If a line in the entries below includes "UnsupportedOpcode", show that line.

[DATASET RECORDS]

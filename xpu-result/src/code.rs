//! Wire-stable device error codes.
//!
//! Codes are stored in a `u32` slot of the task descriptor, so the discriminants below are
//! part of the device ABI and must never be renumbered.

use num_enum::{IntoPrimitive, TryFromPrimitive};

/// Error code raised by kernel code and stored in the shared [`ErrorRecord`].
///
/// `Success` is the sentinel that the record holds until the first failure claims it.
///
/// [`ErrorRecord`]: crate::ErrorRecord
#[derive(Debug, Clone, Copy, PartialEq, Eq, Hash, IntoPrimitive, TryFromPrimitive)]
#[repr(u32)]
pub enum ErrorCode {
    Success = 0,
    /// Destination chunk ran out of rooms or bytes.
    DataStoreNoSpace = 1,
    /// Runtime numeric or string fault while evaluating an expression.
    ExpressionEval = 2,
    /// Opcode id with no device routine. Rejected at program build time, fatal if seen.
    UnsupportedOpcode = 3,
    /// Cache log does not belong to the cached chunk.
    CacheSignatureMismatch = 4,
    /// Anything the kernel cannot recover from.
    SystemFatal = 5,
}

/// Whether the scan can continue after a code has been reported.
#[derive(Debug, Clone, Copy, PartialEq, Eq)]
pub enum ErrorClass {
    None,
    Recoverable,
    Fatal,
}

/// Host reaction chosen after inspecting the error record.
#[derive(Debug, Clone, Copy, PartialEq, Eq)]
pub enum Recovery {
    /// No error; proceed or resume.
    Proceed,
    /// Relaunch with the saved task descriptor.
    Relaunch,
    /// Re-evaluate the failing rows on the host.
    CpuFallback,
    /// Throw the cached chunk away and load it again.
    Reload,
    /// Stop the scan and surface the error.
    Abort,
}

impl ErrorCode {
    pub fn class(self) -> ErrorClass {
        match self {
            ErrorCode::Success => ErrorClass::None,
            ErrorCode::DataStoreNoSpace
            | ErrorCode::ExpressionEval
            | ErrorCode::CacheSignatureMismatch => ErrorClass::Recoverable,
            ErrorCode::UnsupportedOpcode | ErrorCode::SystemFatal => ErrorClass::Fatal,
        }
    }

    pub fn recovery(self) -> Recovery {
        match self {
            ErrorCode::Success => Recovery::Proceed,
            ErrorCode::DataStoreNoSpace => Recovery::Relaunch,
            ErrorCode::ExpressionEval => Recovery::CpuFallback,
            ErrorCode::CacheSignatureMismatch => Recovery::Reload,
            ErrorCode::UnsupportedOpcode | ErrorCode::SystemFatal => Recovery::Abort,
        }
    }

    #[inline]
    pub fn is_fatal(self) -> bool {
        self.class() == ErrorClass::Fatal
    }

    /// Decode a raw code read back from device memory. Unknown values are treated as
    /// [`ErrorCode::SystemFatal`] so that a corrupted slot never reads as success.
    pub fn from_raw(raw: u32) -> ErrorCode {
        ErrorCode::try_from(raw).unwrap_or(ErrorCode::SystemFatal)
    }

    pub fn name(self) -> &'static str {
        match self {
            ErrorCode::Success => "Success",
            ErrorCode::DataStoreNoSpace => "DataStoreNoSpace",
            ErrorCode::ExpressionEval => "ExpressionEvalError",
            ErrorCode::UnsupportedOpcode => "UnsupportedOpcode",
            ErrorCode::CacheSignatureMismatch => "CacheSignatureMismatch",
            ErrorCode::SystemFatal => "SystemFatal",
        }
    }
}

[/DATASET RECORDS]

### EXERCISE RESPONSE
    UnsupportedOpcode = 3,
            ErrorCode::UnsupportedOpcode | ErrorCode::SystemFatal => ErrorClass::Fatal,
            ErrorCode::UnsupportedOpcode | ErrorCode::SystemFatal => Recovery::Abort,
            ErrorCode::UnsupportedOpcode => "UnsupportedOpcode",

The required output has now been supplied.